Data Factory Git integration for data pipelines

Shipped (Q1 2024)

Release Type: Public preview

You can connect to your Git repository to develop data pipelines in a collaborative way. The integration of data pipelines with the Fabric platform's Application Lifecycle Management (ALM) capability enables version control, branching, commits, and pull requests.

Enhancements to output destinations in Dataflow Gen2 (query schema)

Shipped (Q1 2024)

Release Type: Public preview

We're enhancing the output destinations in Dataflow Gen2 with the following highly requested capabilities:

  • Ability to handle query schema changes after configuring an output destination.
  • Default destination settings to accelerate dataflows creation.

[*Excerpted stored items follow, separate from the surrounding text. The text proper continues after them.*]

//! Append-only merge audit log.

use super::Database;
use crate::types::{
    DateRange, MergeLog, MergeLogPage, MergeLogQuery, Pagination, Statistics, TrendPoint,
};
use anyhow::Result;
use chrono::{DateTime, Utc};
use rusqlite::{Connection, ToSql, params};

/// WHERE clause and parameters for the shared audit filters.
struct Filter {
    clause: String,
    params: Vec<Box<dyn ToSql>>,
}

impl Filter {
    fn build(
        object_type: Option<&str>,
        config_id: Option<&str>,
        range: DateRange,
        now: DateTime<Utc>,
    ) -> Self {
        let mut conditions = Vec::new();
        let mut params: Vec<Box<dyn ToSql>> = Vec::new();

        if let Some(object_type) = object_type {
            params.push(Box::new(object_type.to_string()));
            conditions.push(format!("object_type = ?{}", params.len()));
        }
        if let Some(config_id) = config_id {
            params.push(Box::new(config_id.to_string()));
            conditions.push(format!("config_id = ?{}", params.len()));
        }
        if let Some((start, end)) = range.bounds(now) {
            params.push(Box::new(start.timestamp_millis()));
            conditions.push(format!("execution_time >= ?{}", params.len()));
            params.push(Box::new(end.timestamp_millis()));
            conditions.push(format!("execution_time < ?{}", params.len()));
        }

        let clause = if conditions.is_empty() {
            String::new()
        } else {
            format!("WHERE {}", conditions.join(" AND "))
        };
        Self { clause, params }
    }

    fn refs(&self) -> Vec<&dyn ToSql> {
        self.params.iter().map(|p| p.as_ref()).collect()
    }
}

impl Database {
    /// Append one merge log entry.
    pub fn insert_merge_log(&self, log: &MergeLog) -> Result<()> {
        self.with_conn(|conn| insert_log(conn, log))
    }

    pub fn get_merge_log(&self, id: &str) -> Result<Option<MergeLog>> {
        self.with_conn(|conn| {
            let mut stmt = conn.prepare(
                "SELECT id, job_id, config_id, object_type, master_id, merged_ids,
                    field_resolutions, note, initiator, execution_time
                 FROM merge_logs WHERE id = ?1",
            )?;
            let mut rows = stmt.query_map(params![id], Self::map_merge_log)?;
            match rows.next() {
                Some(row) => Ok(Some(row?)),
                None => Ok(None),
            }
        })
    }

    /// Page through the audit log, newest first.
    pub fn list_merge_logs(&self, query: &MergeLogQuery, now: DateTime<Utc>) -> Result<MergeLogPage> {
        let filter = Filter::build(
            query.object_type.as_deref(),
            query.config_id.as_deref(),
            query.date_range,
            now,
        );
        let page_size = query.page_size.max(1);
        let page_number = query.page_number.max(1);

        self.with_conn(|conn| {
            let total: i64 = conn.query_row(
                &format!("SELECT COUNT(*) FROM merge_logs {}", filter.clause),
                filter.refs().as_slice(),
                |row| row.get(0),
            )?;

            let sql = format!(
                "SELECT id, job_id, config_id, object_type, master_id, merged_ids,
                    field_resolutions, note, initiator, execution_time
                 FROM merge_logs {}
                 ORDER BY execution_time DESC, id
                 LIMIT {} OFFSET {}",
                filter.clause,
                page_size,
                (page_number as i64 - 1) * page_size as i64
            );
            let mut stmt = conn.prepare(&sql)?;
            let records = stmt
                .query_map(filter.refs().as_slice(), Self::map_merge_log)?
                .collect::<rusqlite::Result<Vec<_>>>()?;

            Ok(MergeLogPage {
                records,
                pagination: Pagination::new(page_size, page_number, total.max(0) as u64),
            })
        })
    }

    /// Merge counts from the audit log: totals, per object type and a daily
    /// trend (UTC days).
    pub fn merge_statistics(&self, range: DateRange, now: DateTime<Utc>) -> Result<Statistics> {
        let filter = Filter::build(None, None, range, now);
        self.with_conn(|conn| {
            let mut stmt = conn.prepare(&format!(
                "SELECT object_type, merged_count, execution_time FROM merge_logs {}
                 ORDER BY execution_time",
                filter.clause
            ))?;
            let rows = stmt
                .query_map(filter.refs().as_slice(), |row| {
                    Ok((
                        row.get::<_, String>(0)?,
                        row.get::<_, i64>(1)?,
                        row.get::<_, i64>(2)?,
                    ))
                })?
                .collect::<rusqlite::Result<Vec<_>>>()?;

            let mut stats = Statistics::default();
            for (object_type, merged, at) in rows {
                let date = DateTime::<Utc>::from_timestamp_millis(at)
                    .map(|d| d.date_naive())
                    .unwrap_or_default();
                stats.record(&object_type, date, 0, merged.max(0) as u64);
            }
            Ok(stats)
        })
    }

    /// Records merged per day, oldest first.
    pub fn merge_trend(&self, range: DateRange, now: DateTime<Utc>) -> Result<Vec<TrendPoint>> {
        Ok(self.merge_statistics(range, now)?.merges_trend)
    }

    fn map_merge_log(row: &rusqlite::Row) -> rusqlite::Result<MergeLog> {
        let merged_ids: String = row.get(5)?;
        let resolutions: String = row.get(6)?;
        let execution_ms: i64 = row.get(9)?;
        Ok(MergeLog {
            id: row.get(0)?,
            job_id: row.get(1)?,
            config_id: row.get(2)?,
            object_type: row.get(3)?,
            master_id: row.get(4)?,
            merged_ids: serde_json::from_str(&merged_ids).unwrap_or_default(),
            field_resolutions: serde_json::from_str(&resolutions).unwrap_or_default(),
            note: row.get(7)?,
            initiator: row.get(8)?,
            execution_time: DateTime::<Utc>::from_timestamp_millis(execution_ms)
                .unwrap_or_default(),
        })
    }
}

/// Insert one entry on an open connection or transaction.
pub(super) fn insert_log(conn: &Connection, log: &MergeLog) -> Result<()> {
    let merged_ids = serde_json::to_string(&log.merged_ids)?;
    let resolutions = serde_json::to_string(&log.field_resolutions)?;
    conn.execute(
        "INSERT INTO merge_logs (id, job_id, config_id, object_type, master_id, merged_ids,
            merged_count, field_resolutions, note, initiator, execution_time)
         VALUES (?1, ?2, ?3, ?4, ?5, ?6, ?7, ?8, ?9, ?10, ?11)",
        params![
            log.id,
            log.job_id,
            log.config_id,
            log.object_type,
            log.master_id,
            merged_ids,
            log.merged_ids.len() as i64,
            resolutions,
            log.note,
            log.initiator,
            log.execution_time.timestamp_millis(),
        ],
    )?;
    Ok(())
}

To learn more, see Dataflow Gen2 data destinations and managed settings

Fast Copy support in Dataflow Gen2

Shipped (Q1 2024)

Release Type: Public preview

We're adding support for large-scale data ingestion directly within the Dataflow Gen2 experience, utilizing the pipelines Copy Activity capability. This supports sources such Azure SQL Databases, CSV, and Parquet files in Azure Data Lake Storage and Blob Storage.

This enhancement significantly scales up the data processing capacity of Dataflow Gen2 providing high-scale ELT (Extract-Load-Transform) capabilities.

Cancel refresh support in Dataflow Gen2

Shipped (Q4 2023)

Release Type: Public preview

We're adding support to cancel ongoing Dataflow Gen2 refreshes from the workspace items view.